-- AIM OF THE TASK --
What you return should be the lines from the first line of the records below through the line holding "const RELATIONSHIP_SYSTEM: &str", unchanged.

[Collected data entries]
• • •
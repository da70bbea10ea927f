use crate::model::{
    CodeableConcept, Coding, Language, MaritalStatus, PatientCommunication, RelationshipType,
};

const MARITAL_STATUS_SYSTEM: &str = "http://terminology.hl7.org/CodeSystem/v3-MaritalStatus";
const RELATIONSHIP_SYSTEM: &str = "http://terminology.hl7.org/CodeSystem/v2-0131";

fn user_selected(system: &str, code: &str, display: &str) -> CodeableConcept {
    let mut coding = Coding::new(system, code, display);
    coding.user_selected = Some(true);
    CodeableConcept {
        coding: vec![coding],
        text: Some(display.to_string()),
    }
}

/// Display text for a marital status code.
///
/// Unlike parsing, an unrecognised code degrades to `"unknown"`.
pub fn marital_status_display(code: &str) -> &'static str {
    code.parse::<MaritalStatus>()
        .map(|status| status.display())
        .unwrap_or("unknown")
}

/// Display text for a relationship code, `"unknown"` when unrecognised
pub fn relationship_type_display(code: &str) -> &'static str {
    code.parse::<RelationshipType>()
        .map(|rel| rel.display())
        .unwrap_or("unknown")
}

pub fn marital_status_to_codeable_concept(status: MaritalStatus) -> CodeableConcept {
    user_selected(
        MARITAL_STATUS_SYSTEM,
        status.as_str(),
        marital_status_display(status.as_str()),
    )
}

pub fn relationship_type_to_codeable_concept(rel: RelationshipType) -> CodeableConcept {
    user_selected(
        RELATIONSHIP_SYSTEM,
        rel.as_str(),
        relationship_type_display(rel.as_str()),
    )
}

/// Communication preferences for the given languages, none marked preferred.
pub fn languages_to_communication(languages: &[Language]) -> Vec<PatientCommunication> {
    languages
        .iter()
        .map(|lang| PatientCommunication {
            language: user_selected(Language::SYSTEM, lang.as_str(), lang.display()),
            preferred: Some(false),
        })
        .collect()
}
//! FHIR resource model.

mod allergy;
mod choice;
mod condition;
mod datatypes;
mod encounter;
mod enums;
mod episode_of_care;
mod medication_statement;
mod observation;
mod organization;
mod patient;
mod primitives;

pub use allergy::{AllergyIntolerance, AllergyIntoleranceReaction};
pub use choice::{
    Abatement, AnnotationAuthor, AsNeeded, DataRequirementSubject, DateFilterValue, Deceased, Dose,
    Effective, Medication, MedicationEffective, ObservationValue, Onset, Rate, TimingBounds,
    UsageContextValue,
};
pub use condition::Condition;
pub use datatypes::*;
pub use encounter::{
    Encounter, EncounterClassHistory, EncounterDiagnosis, EncounterHospitalization,
    EncounterLocation, EncounterParticipant, EncounterStatusHistory,
};
pub use enums::*;
pub use episode_of_care::{EpisodeOfCare, EpisodeOfCareStatusHistory};
pub use medication_statement::MedicationStatement;
pub use observation::{Observation, ObservationComponent, ObservationReferenceRange};
pub use organization::Organization;
pub use patient::{Patient, PatientCommunication, PatientContact};
pub use primitives::{FhirDate, FhirDateTime, parse_lenient};

use serde::Serialize;
use serde::de::DeserializeOwned;
use serde_json::Value as JsonValue;

use crate::error::{ClinicalError, Result};

/// A top-level FHIR resource with a server-assigned logical id.
pub trait Resource: Serialize + DeserializeOwned + Send + Sync + 'static {
    const RESOURCE_TYPE: &'static str;

    fn id(&self) -> Option<&str>;

    fn set_id(&mut self, id: String);

    /// JSON payload for the remote store, carrying `resourceType`.
    fn to_payload(&self) -> Result<JsonValue> {
        let mut value = serde_json::to_value(self)
            .map_err(|e| ClinicalError::Internal(format!("failed to serialize {}: {}", Self::RESOURCE_TYPE, e)))?;
        if let JsonValue::Object(map) = &mut value {
            map.insert(
                "resourceType".to_string(),
                JsonValue::String(Self::RESOURCE_TYPE.to_string()),
            );
        }
        Ok(value)
    }

    /// Decode a payload, rejecting one that declares another resource type.
    fn from_payload(value: JsonValue) -> Result<Self> {
        if let Some(declared) = value.get("resourceType").and_then(JsonValue::as_str) {
            if declared != Self::RESOURCE_TYPE {
                return Err(ClinicalError::Validation(format!(
                    "expected resourceType {}, got {}",
                    Self::RESOURCE_TYPE,
                    declared
                )));
            }
        }
        serde_json::from_value(value).map_err(|e| {
            ClinicalError::Validation(format!("invalid {} payload: {}", Self::RESOURCE_TYPE, e))
        })
    }
}

macro_rules! impl_resource {
    ($ty:ty, $name:literal) => {
        impl $crate::model::Resource for $ty {
            const RESOURCE_TYPE: &'static str = $name;

            fn id(&self) -> Option<&str> {
                self.id.as_deref()
            }

            fn set_id(&mut self, id: String) {
                self.id = Some(id);
            }
        }
    };
}

pub(crate) use impl_resource;
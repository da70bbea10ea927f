//! Parsing of `ResourceType/id` literal references.

use std::fmt;
use std::str::FromStr;

use crate::error::{ClinicalError, Result};

/// A parsed literal reference such as `Patient/123`.
#[derive(Debug, Clone, PartialEq, Eq, Hash)]
pub struct LiteralReference {
    pub resource_type: String,
    pub id: String,
}

impl LiteralReference {
    pub fn new(resource_type: impl Into<String>, id: impl Into<String>) -> Self {
        Self {
            resource_type: resource_type.into(),
            id: id.into(),
        }
    }

    /// Parse and additionally require the given resource type.
    pub fn parse_typed(reference: &str, expected: &str) -> Result<Self> {
        let parsed: Self = reference.parse()?;
        if parsed.resource_type != expected {
            return Err(ClinicalError::InvalidReference(reference.to_string()));
        }
        Ok(parsed)
    }
}

impl FromStr for LiteralReference {
    type Err = ClinicalError;

    fn from_str(reference: &str) -> Result<Self> {
        let parts: Vec<&str> = reference.split('/').collect();
        match parts.as_slice() {
            [resource_type, id] if !resource_type.is_empty() && !id.is_empty() => {
                Ok(Self::new(*resource_type, *id))
            }
            _ => Err(ClinicalError::InvalidReference(reference.to_string())),
        }
    }
}

impl fmt::Display for LiteralReference {
    fn fmt(&self, f: &mut fmt::Formatter<'_>) -> fmt::Result {
        write!(f, "{}/{}", self.resource_type, self.id)
    }
}

/// Extract the bare id from a `Type/id` reference.
pub fn id_from_reference(reference: &str) -> Result<String> {
    reference.parse::<LiteralReference>().map(|r| r.id)
}
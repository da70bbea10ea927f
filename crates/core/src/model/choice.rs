//! Polymorphic `[x]` elements.
//!
//! Each choice is an enum carried on its parent with
//! `#[serde(flatten, deserialize_with = "...")]`, so one sibling key
//! (`valueQuantity`, `onsetDateTime`, ...) appears on the wire. Decoding
//! goes through [`optional`] or [`required`] rather than serde's own
//! flattened `Option`, which would turn a bad nested code into `None` and
//! keep only the first of several `value*` keys.

use serde::de::{DeserializeOwned, Deserializer, Error as _};
use serde::{Deserialize, Serialize};
use serde_json::{Map, Value as JsonValue};

use super::datatypes::{
    Age, CodeableConcept, Duration, Period, Quantity, Range, Ratio, Reference, SampledData, Timing,
};
use super::primitives::FhirDateTime;

/// A `[x]` element: its FHIR name and the wire key of every variant.
pub trait Choice: Serialize + DeserializeOwned {
    const ELEMENT: &'static str;
    const KEYS: &'static [&'static str];
}

macro_rules! choice_enum {
    (
        $(#[$meta:meta])*
        $name:ident as $element:tt {
            $( $variant:ident($ty:ty) => $key:tt ),+ $(,)?
        }
    ) => {
        $(#[$meta])*
        #[derive(Debug, Clone, PartialEq, Serialize, Deserialize)]
        pub enum $name {
            $( #[serde(rename = $key)] $variant($ty) ),+
        }

        impl Choice for $name {
            const ELEMENT: &'static str = $element;
            const KEYS: &'static [&'static str] = &[$($key),+];
        }
    };
}

/// Decode the choice `T` out of the parent's remaining keys.
///
/// Keys that belong to no variant of `T` are left alone; they are either
/// another choice's or unknown to the model.
fn decode<'de, D, T>(deserializer: D) -> Result<Option<T>, D::Error>
where
    D: Deserializer<'de>,
    T: Choice,
{
    let rest = Map::<String, JsonValue>::deserialize(deserializer)?;
    let mut present = rest.into_iter().filter(|(key, _)| T::KEYS.contains(&key.as_str()));

    let Some((key, value)) = present.next() else {
        return Ok(None);
    };
    let others: Vec<String> = present.map(|(other, _)| other).collect();
    if !others.is_empty() {
        return Err(D::Error::custom(format!(
            "{} allows one value, found {key} and {}",
            T::ELEMENT,
            others.join(", ")
        )));
    }

    let mut tagged = Map::with_capacity(1);
    tagged.insert(key.clone(), value);
    serde_json::from_value(JsonValue::Object(tagged))
        .map(Some)
        .map_err(|e| D::Error::custom(format!("{key}: {e}")))
}

/// For optional `[x]` elements (`0..1`)
pub(crate) fn optional<'de, D, T>(deserializer: D) -> Result<Option<T>, D::Error>
where
    D: Deserializer<'de>,
    T: Choice,
{
    decode(deserializer)
}

/// For mandatory `[x]` elements (`1..1`)
pub(crate) fn required<'de, D, T>(deserializer: D) -> Result<T, D::Error>
where
    D: Deserializer<'de>,
    T: Choice,
{
    decode(deserializer)?.ok_or_else(|| D::Error::custom(format!("missing {}", T::ELEMENT)))
}

choice_enum! {
    /// `Observation.value[x]`
    ObservationValue as "value[x]" {
        Quantity(Quantity) => "valueQuantity",
        CodeableConcept(CodeableConcept) => "valueCodeableConcept",
        String(String) => "valueString",
        Boolean(bool) => "valueBoolean",
        Integer(i64) => "valueInteger",
        Range(Range) => "valueRange",
        Ratio(Ratio) => "valueRatio",
        SampledData(SampledData) => "valueSampledData",
        Time(String) => "valueTime",
        DateTime(FhirDateTime) => "valueDateTime",
        Period(Period) => "valuePeriod",
    }
}

impl ObservationValue {
    /// Human readable rendering used in event payloads and DTOs
    pub fn render(&self) -> String {
        match self {
            ObservationValue::Quantity(q) => render_quantity(q),
            ObservationValue::CodeableConcept(cc) => cc
                .text
                .clone()
                .or_else(|| cc.coding.iter().find_map(|c| c.display.clone()))
                .unwrap_or_default(),
            ObservationValue::String(s) | ObservationValue::Time(s) => s.clone(),
            ObservationValue::Boolean(b) => b.to_string(),
            ObservationValue::Integer(i) => i.to_string(),
            ObservationValue::Range(r) => format!(
                "{} - {}",
                r.low.as_ref().map(render_quantity).unwrap_or_default(),
                r.high.as_ref().map(render_quantity).unwrap_or_default()
            ),
            ObservationValue::Ratio(r) => format!(
                "{}/{}",
                r.numerator.as_ref().map(render_quantity).unwrap_or_default(),
                r.denominator.as_ref().map(render_quantity).unwrap_or_default()
            ),
            ObservationValue::SampledData(s) => s.data.clone().unwrap_or_default(),
            ObservationValue::DateTime(dt) => dt.to_string(),
            ObservationValue::Period(p) => format!(
                "{} - {}",
                p.start.as_ref().map(ToString::to_string).unwrap_or_default(),
                p.end.as_ref().map(ToString::to_string).unwrap_or_default()
            ),
        }
    }
}

fn render_quantity(q: &Quantity) -> String {
    let value = q.value.map(|v| v.to_string()).unwrap_or_default();
    match &q.unit {
        Some(unit) => format!("{value} {unit}"),
        None => value,
    }
}

choice_enum! {
    /// `Observation.effective[x]`
    Effective as "effective[x]" {
        DateTime(FhirDateTime) => "effectiveDateTime",
        Period(Period) => "effectivePeriod",
        Timing(Timing) => "effectiveTiming",
        Instant(FhirDateTime) => "effectiveInstant",
    }
}

impl Effective {
    /// The point in time this effective value sorts by
    pub fn sort_key(&self) -> Option<&FhirDateTime> {
        match self {
            Effective::DateTime(dt) | Effective::Instant(dt) => Some(dt),
            Effective::Period(p) => p.start.as_ref(),
            Effective::Timing(t) => t.event.first(),
        }
    }
}

choice_enum! {
    /// `Condition.onset[x]` and `AllergyIntolerance.onset[x]`
    Onset as "onset[x]" {
        DateTime(FhirDateTime) => "onsetDateTime",
        Age(Age) => "onsetAge",
        Period(Period) => "onsetPeriod",
        Range(Range) => "onsetRange",
        String(String) => "onsetString",
    }
}

choice_enum! {
    /// `Condition.abatement[x]`
    Abatement as "abatement[x]" {
        DateTime(FhirDateTime) => "abatementDateTime",
        Age(Age) => "abatementAge",
        Period(Period) => "abatementPeriod",
        Range(Range) => "abatementRange",
        String(String) => "abatementString",
    }
}

choice_enum! {
    Dose as "dose[x]" {
        Range(Range) => "doseRange",
        Quantity(Quantity) => "doseQuantity",
    }
}

choice_enum! {
    Rate as "rate[x]" {
        Ratio(Ratio) => "rateRatio",
        Range(Range) => "rateRange",
        Quantity(Quantity) => "rateQuantity",
    }
}

choice_enum! {
    AsNeeded as "asNeeded[x]" {
        Boolean(bool) => "asNeededBoolean",
        CodeableConcept(CodeableConcept) => "asNeededCodeableConcept",
    }
}

choice_enum! {
    TimingBounds as "bounds[x]" {
        Duration(Duration) => "boundsDuration",
        Range(Range) => "boundsRange",
        Period(Period) => "boundsPeriod",
    }
}

choice_enum! {
    AnnotationAuthor as "author[x]" {
        Reference(Reference) => "authorReference",
        String(String) => "authorString",
    }
}

choice_enum! {
    UsageContextValue as "value[x]" {
        CodeableConcept(CodeableConcept) => "valueCodeableConcept",
        Quantity(Quantity) => "valueQuantity",
        Range(Range) => "valueRange",
        Reference(Reference) => "valueReference",
    }
}

choice_enum! {
    DataRequirementSubject as "subject[x]" {
        CodeableConcept(CodeableConcept) => "subjectCodeableConcept",
        Reference(Reference) => "subjectReference",
    }
}

choice_enum! {
    DateFilterValue as "value[x]" {
        DateTime(FhirDateTime) => "valueDateTime",
        Period(Period) => "valuePeriod",
        Duration(Duration) => "valueDuration",
    }
}

choice_enum! {
    /// `Patient.deceased[x]`
    Deceased as "deceased[x]" {
        Boolean(bool) => "deceasedBoolean",
        DateTime(FhirDateTime) => "deceasedDateTime",
    }
}

choice_enum! {
    /// `MedicationStatement.medication[x]`
    Medication as "medication[x]" {
        CodeableConcept(CodeableConcept) => "medicationCodeableConcept",
        Reference(Reference) => "medicationReference",
    }
}

choice_enum! {
    /// `MedicationStatement.effective[x]`
    MedicationEffective as "effective[x]" {
        DateTime(FhirDateTime) => "effectiveDateTime",
        Period(Period) => "effectivePeriod",
    }
}
//! Audit trail of clinical writes, emitted on the `audit` tracing target.

use axum::{extract::Request, middleware::Next, response::Response};

use super::request_id::RequestId;
use super::tenant::ORGANIZATION_HEADER;

pub async fn audit_middleware(request: Request, next: Next) -> Response {
    if request.method().is_safe() {
        return next.run(request).await;
    }

    let method = request.method().clone();
    let path = request.uri().path().to_owned();
    let request_id = request.extensions().get::<RequestId>().map(|id| id.0.clone());
    let organization_id = request
        .headers()
        .get(ORGANIZATION_HEADER)
        .and_then(|value| value.to_str().ok())
        .map(str::to_owned);

    let response = next.run(request).await;

    tracing::info!(
        target: "audit",
        request_id = request_id.as_deref().unwrap_or("unknown"),
        organization_id = organization_id.as_deref().unwrap_or("-"),
        %method,
        path,
        status = response.status().as_u16(),
        "Clinical write"
    );
    response
}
• • •
-- ANSWER BELOW --
repository da70bbea10ea927f
use crate::model::{
    CodeableConcept, Coding, Language, MaritalStatus, PatientCommunication, RelationshipType,
};

const MARITAL_STATUS_SYSTEM: &str = "http://terminology.hl7.org/CodeSystem/v3-MaritalStatus";
const RELATIONSHIP_SYSTEM: &str = "http://terminology.hl7.org/CodeSystem/v2-0131";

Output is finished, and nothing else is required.